My bearish feeling began to shift with the conference call. Buried in there is a bright spot that actually makes me lean bullish on FCEL and has me watching very closely. This bright spot could make FCEL a sleeper stock that pleasantly surprises going forward. The call, similar to the earnings PR, early on began to explain:
an isolated manufacturing issue, that was not anticipated and impacted our margins
My reactionary thoughts were: Okay, fine. But FCEL's margins have never been very impressive to begin with and certainly not high enough to have any meaningful effect on its huge quarterly net losses. Next:
margins in the quarter were impacted by an unfavorable product mix compared to the prior year as we -- and we incurred period costs related to the production ramp. This trend will reverse in the second quarter as the company is in the process of increasing the production rate by 25%, which will lead to higher revenues and expanding margins.

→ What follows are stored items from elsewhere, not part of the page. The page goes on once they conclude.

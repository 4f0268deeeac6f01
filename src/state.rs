//! Interaction state behind the page's scroll-driven UI.
//!
//! Every section shares the same two patterns: a monotonic "has been
//! revealed" record fed by viewport intersection, and a single-slot
//! selection for hover, expansion, and the image modal. The machines here
//! are plain data so they compile and test on any target; the wasm side
//! only forwards browser events into them.

use std::collections::HashSet;

/// Fraction of a card that must be visible before it reveals.
pub const CARD_REVEAL_THRESHOLD: f64 = 0.2;
/// Inset applied to the observer root so cards reveal slightly late.
pub const CARD_REVEAL_ROOT_MARGIN: &str = "-50px";
/// Fraction of a whole section that must be visible before it reveals.
pub const SECTION_REVEAL_THRESHOLD: f64 = 0.2;
/// Fraction of a section that must be visible to become the active nav target.
pub const ACTIVE_SECTION_THRESHOLD: f64 = 0.3;
/// Scroll offset past which the header condenses into the floating pill.
pub const NAV_CONDENSE_OFFSET_PX: f64 = 100.0;
/// Milliseconds between typewriter ticks in the hero headline.
pub const TYPEWRITER_TICK_MS: i32 = 100;

/// Append-only record of which card indices have entered the viewport.
///
/// Once an index is marked it stays marked for the tracker's lifetime,
/// so a card that scrolls back out of view keeps its settled position.
#[derive(Clone, Debug, Default, PartialEq, Eq)]
pub struct RevealTracker {
    revealed: HashSet<usize>,
}

impl RevealTracker {
    pub fn new() -> Self {
        Self::default()
    }

    pub fn mark_revealed(&mut self, index: usize) {
        self.revealed.insert(index);
    }

    pub fn is_revealed(&self, index: usize) -> bool {
        self.revealed.contains(&index)
    }

    pub fn revealed_count(&self) -> usize {
        self.revealed.len()
    }

    /// True once every index in `0..len` has been revealed.
    pub fn all_revealed(&self, len: usize) -> bool {
        (0..len).all(|index| self.revealed.contains(&index))
    }
}

/// Reads a card ordinal from its `data-index` attribute.
///
/// A missing or unparseable attribute falls back to index 0.
pub fn card_index(attr: Option<&str>) -> usize {
    attr.and_then(|raw| raw.trim().parse().ok()).unwrap_or(0)
}

/// At most one active value per component instance.
///
/// Selecting overwrites the previous value; clearing returns to none.
#[derive(Clone, Debug, PartialEq, Eq)]
pub struct SingleSelection<T> {
    active: Option<T>,
}

impl<T> Default for SingleSelection<T> {
    fn default() -> Self {
        Self { active: None }
    }
}

impl<T: PartialEq> SingleSelection<T> {
    pub fn none() -> Self {
        Self::default()
    }

    pub fn select(&mut self, value: T) {
        self.active = Some(value);
    }

    pub fn clear(&mut self) {
        self.active = None;
    }

    pub fn active(&self) -> Option<&T> {
        self.active.as_ref()
    }

    pub fn is(&self, value: &T) -> bool {
        self.active.as_ref() == Some(value)
    }
}

/// Reference-counted suspension of page scrolling.
///
/// The body overflow side effect is applied by whoever owns the lock;
/// releasing saturates at zero so a stray release cannot unlock a hold
/// somebody else still needs.
#[derive(Clone, Copy, Debug, Default, PartialEq, Eq)]
pub struct ScrollLock {
    holds: usize,
}

impl ScrollLock {
    pub fn acquire(&mut self) {
        self.holds += 1;
    }

    pub fn release(&mut self) {
        self.holds = self.holds.saturating_sub(1);
    }

    pub fn is_locked(&self) -> bool {
        self.holds > 0
    }
}

/// Holds the currently enlarged item, if any, together with the scroll-lock.
///
/// The lock is acquired only on the closed-to-open edge, so replacing the
/// held item keeps scrolling suspended without a release/re-acquire gap.
/// Closing an already-closed overlay is a no-op.
#[derive(Clone, Debug, PartialEq, Eq)]
pub struct OverlayController<T> {
    selection: SingleSelection<T>,
    lock: ScrollLock,
}

impl<T: PartialEq> OverlayController<T> {
    pub fn closed() -> Self {
        Self {
            selection: SingleSelection::none(),
            lock: ScrollLock::default(),
        }
    }

    pub fn open(&mut self, item: T) {
        if self.selection.active().is_none() {
            self.lock.acquire();
        }
        self.selection.select(item);
    }

    pub fn close(&mut self) {
        if self.selection.active().is_some() {
            self.selection.clear();
            self.lock.release();
        }
    }

    pub fn item(&self) -> Option<&T> {
        self.selection.active()
    }

    pub fn is_open(&self) -> bool {
        self.selection.active().is_some()
    }

    pub fn scroll_locked(&self) -> bool {
        self.lock.is_locked()
    }
}

/// One-character-per-tick headline reveal.
#[derive(Clone, Debug, PartialEq, Eq)]
pub struct Typewriter {
    full: &'static str,
    shown: usize,
}

impl Typewriter {
    pub fn new(full: &'static str) -> Self {
        Self { full, shown: 0 }
    }

    /// Advances one character. Returns false once the full text is shown.
    pub fn tick(&mut self) -> bool {
        if self.is_done() {
            return false;
        }
        self.shown += 1;
        true
    }

    pub fn is_done(&self) -> bool {
        self.shown >= self.full.chars().count()
    }

    /// The currently visible prefix, always on a character boundary.
    pub fn text(&self) -> &str {
        match self.full.char_indices().nth(self.shown) {
            Some((byte_offset, _)) => &self.full[..byte_offset],
            None => self.full,
        }
    }
}

/// Page scroll fraction as a percentage of the scrollable range.
///
/// A document no taller than the viewport has nothing to scroll, so the
/// degenerate divisor maps to 0 and the output is clamped to [0, 100].
pub fn scroll_progress(offset: f64, document_height: f64, viewport_height: f64) -> f64 {
    let scrollable = document_height - viewport_height;
    if scrollable <= 0.0 {
        return 0.0;
    }

    (offset / scrollable * 100.0).clamp(0.0, 100.0)
}

/// Whether the header has scrolled far enough to condense into the pill nav.
///
/// Strictly greater-than: an offset of exactly the threshold keeps the
/// static header. No hysteresis is applied.
pub fn nav_is_condensed(offset: f64) -> bool {
    offset > NAV_CONDENSE_OFFSET_PX
}

/// One intersection entry for a navigable section, by list position.
#[derive(Clone, Copy, Debug, PartialEq)]
pub struct SectionObservation {
    pub section: usize,
    pub ratio: f64,
    pub is_intersecting: bool,
}

/// Tracks which navigable section is current.
///
/// Within one observer batch the intersecting entry with the highest
/// intersection ratio wins, ties going to the lowest section index, which
/// keeps the outcome independent of callback delivery order. A batch with
/// no intersecting entry leaves the active section unchanged.
#[derive(Clone, Debug, Default, PartialEq, Eq)]
pub struct ActiveSectionTracker {
    active: Option<usize>,
}

impl ActiveSectionTracker {
    pub fn new() -> Self {
        Self::default()
    }

    pub fn observe(&mut self, batch: &[SectionObservation]) {
        let mut best: Option<(usize, f64)> = None;

        for entry in batch {
            if !entry.is_intersecting {
                continue;
            }
            let better = match best {
                None => true,
                Some((section, ratio)) => {
                    entry.ratio > ratio || (entry.ratio == ratio && entry.section < section)
                }
            };
            if better {
                best = Some((entry.section, entry.ratio));
            }
        }

        if let Some((section, _)) = best {
            self.active = Some(section);
        }
    }

    pub fn active(&self) -> Option<usize> {
        self.active
    }

    pub fn is_active(&self, section: usize) -> bool {
        self.active == Some(section)
    }
}

#[cfg(test)]
mod tests {
    use super::{
        card_index, nav_is_condensed, scroll_progress, ActiveSectionTracker, OverlayController,
        RevealTracker, ScrollLock, SectionObservation, SingleSelection, Typewriter,
    };

    #[test]
    fn reveal_is_monotonic_across_exit() {
        let mut tracker = RevealTracker::new();
        tracker.mark_revealed(2);
        assert!(tracker.is_revealed(2));

        // A card leaving the viewport produces no call at all; re-marking
        // the others must not disturb what was already revealed.
        tracker.mark_revealed(0);
        tracker.mark_revealed(2);
        assert!(tracker.is_revealed(2));
        assert!(tracker.is_revealed(0));
        assert_eq!(tracker.revealed_count(), 2);
    }

    #[test]
    fn all_revealed_requires_every_index() {
        let mut tracker = RevealTracker::new();
        tracker.mark_revealed(0);
        tracker.mark_revealed(2);
        assert!(!tracker.all_revealed(3));

        tracker.mark_revealed(1);
        assert!(tracker.all_revealed(3));
        assert!(tracker.all_revealed(0));
    }

    #[test]
    fn card_index_defaults_to_zero() {
        assert_eq!(card_index(Some("4")), 4);
        assert_eq!(card_index(Some(" 7 ")), 7);
        assert_eq!(card_index(Some("not-a-number")), 0);
        assert_eq!(card_index(Some("")), 0);
        assert_eq!(card_index(None), 0);
    }

    #[test]
    fn selection_overwrites_and_clears() {
        let mut hover = SingleSelection::none();
        assert!(hover.active().is_none());

        hover.select(3u32);
        assert!(hover.is(&3));

        hover.select(5);
        assert!(hover.is(&5));
        assert!(!hover.is(&3));

        hover.clear();
        assert!(hover.active().is_none());
    }

    #[test]
    fn overlay_replacement_keeps_lock_engaged() {
        let mut overlay = OverlayController::closed();
        overlay.open("fortinet");
        assert!(overlay.scroll_locked());

        overlay.open("aws");
        assert_eq!(overlay.item(), Some(&"aws"));
        assert!(overlay.scroll_locked());

        overlay.close();
        assert!(overlay.item().is_none());
        assert!(!overlay.scroll_locked());
    }

    #[test]
    fn overlay_close_when_closed_is_a_no_op() {
        let mut overlay = OverlayController::<u32>::closed();
        overlay.close();
        assert!(overlay.item().is_none());
        assert!(!overlay.scroll_locked());

        overlay.open(1);
        overlay.close();
        overlay.close();
        assert!(!overlay.scroll_locked());
    }

    #[test]
    fn scroll_lock_is_reference_counted() {
        let mut lock = ScrollLock::default();
        lock.acquire();
        lock.acquire();
        lock.release();
        assert!(lock.is_locked());

        lock.release();
        assert!(!lock.is_locked());

        lock.release();
        assert!(!lock.is_locked());
    }

    #[test]
    fn typewriter_advances_one_character_per_tick() {
        let mut headline = Typewriter::new("> MSK");
        assert_eq!(headline.text(), "");

        assert!(headline.tick());
        assert!(headline.tick());
        assert_eq!(headline.text(), "> ");
        assert!(!headline.is_done());

        while headline.tick() {}
        assert_eq!(headline.text(), "> MSK");
        assert!(headline.is_done());
        assert!(!headline.tick());
        assert_eq!(headline.text(), "> MSK");
    }

    #[test]
    fn progress_matches_scrollable_range() {
        assert_eq!(scroll_progress(600.0, 2000.0, 800.0), 50.0);
        assert_eq!(scroll_progress(0.0, 2000.0, 800.0), 0.0);
        assert_eq!(scroll_progress(1200.0, 2000.0, 800.0), 100.0);
    }

    #[test]
    fn progress_is_zero_when_content_fits_the_viewport() {
        assert_eq!(scroll_progress(0.0, 700.0, 800.0), 0.0);
        assert_eq!(scroll_progress(50.0, 800.0, 800.0), 0.0);
    }

    #[test]
    fn progress_is_clamped() {
        assert_eq!(scroll_progress(1500.0, 2000.0, 800.0), 100.0);
        assert_eq!(scroll_progress(-40.0, 2000.0, 800.0), 0.0);
    }

    #[test]
    fn nav_condenses_strictly_past_the_threshold() {
        let observed: Vec<bool> = [0.0, 50.0, 99.0, 100.0, 101.0]
            .iter()
            .map(|offset| nav_is_condensed(*offset))
            .collect();
        assert_eq!(observed, vec![false, false, false, false, true]);
    }

    #[test]
    fn latest_intersecting_batch_wins() {
        let mut tracker = ActiveSectionTracker::new();
        tracker.observe(&[SectionObservation {
            section: 1,
            ratio: 0.4,
            is_intersecting: true,
        }]);
        tracker.observe(&[SectionObservation {
            section: 2,
            ratio: 0.35,
            is_intersecting: true,
        }]);
        assert_eq!(tracker.active(), Some(2));
        assert!(tracker.is_active(2));
    }

    #[test]
    fn batch_winner_is_highest_ratio_then_lowest_index() {
        let mut tracker = ActiveSectionTracker::new();
        tracker.observe(&[
            SectionObservation {
                section: 2,
                ratio: 0.3,
                is_intersecting: true,
            },
            SectionObservation {
                section: 0,
                ratio: 0.8,
                is_intersecting: true,
            },
        ]);
        assert_eq!(tracker.active(), Some(0));

        tracker.observe(&[
            SectionObservation {
                section: 2,
                ratio: 0.5,
                is_intersecting: true,
            },
            SectionObservation {
                section: 1,
                ratio: 0.5,
                is_intersecting: true,
            },
        ]);
        assert_eq!(tracker.active(), Some(1));
    }

    #[test]
    fn non_intersecting_batch_changes_nothing() {
        let mut tracker = ActiveSectionTracker::new();
        tracker.observe(&[SectionObservation {
            section: 0,
            ratio: 0.6,
            is_intersecting: true,
        }]);
        tracker.observe(&[SectionObservation {
            section: 0,
            ratio: 0.0,
            is_intersecting: false,
        }]);
        assert_eq!(tracker.active(), Some(0));
    }
}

Okay, higher margins AND higher revenue. I'm listening. So what? Lots and lots of talk about projects and their various stages of completion then all the way down buried deep in the questions and answers section. That's where the bright spot is and also the most meaningful and overlooked metric was by Michael S. Bishop, CFO:
When we think about the business model going out a couple of quarters, we're targeting margins in the double digit range. So we would expect nice expansion here during the rest of the fiscal year.
Double digit margins, if achieved, for FCEL is a game changer. Here's a company with a long history of great sales with paper-thin margins at best. With double-digit profit margins, suddenly their large sales, growth, and backlog become meaningful. Backlog had a giant leap over the three-month period going from $319 million on October 31, 2012 to $428 million as of January 31, 2013. Filling that backlog at 10% profit margins (or better) would return a large amount of much needed cash to FCEL's bottom line.
Also interesting is that when pressed further on the raise in margins to double digit levels two quarters out, CEO Arthur A. Bottone stated that investors will start to see the leverage in margins this coming quarter.
FCEL has a lot of work to do and a long way to go to reach full company profitability, if ever, but with the stock in the dumps for years on end, any perceived turnaround in hope or prospects could make for a strong bounce. I take CEO Bottone at his word that FCEL will begin to show a turnaround with its next report.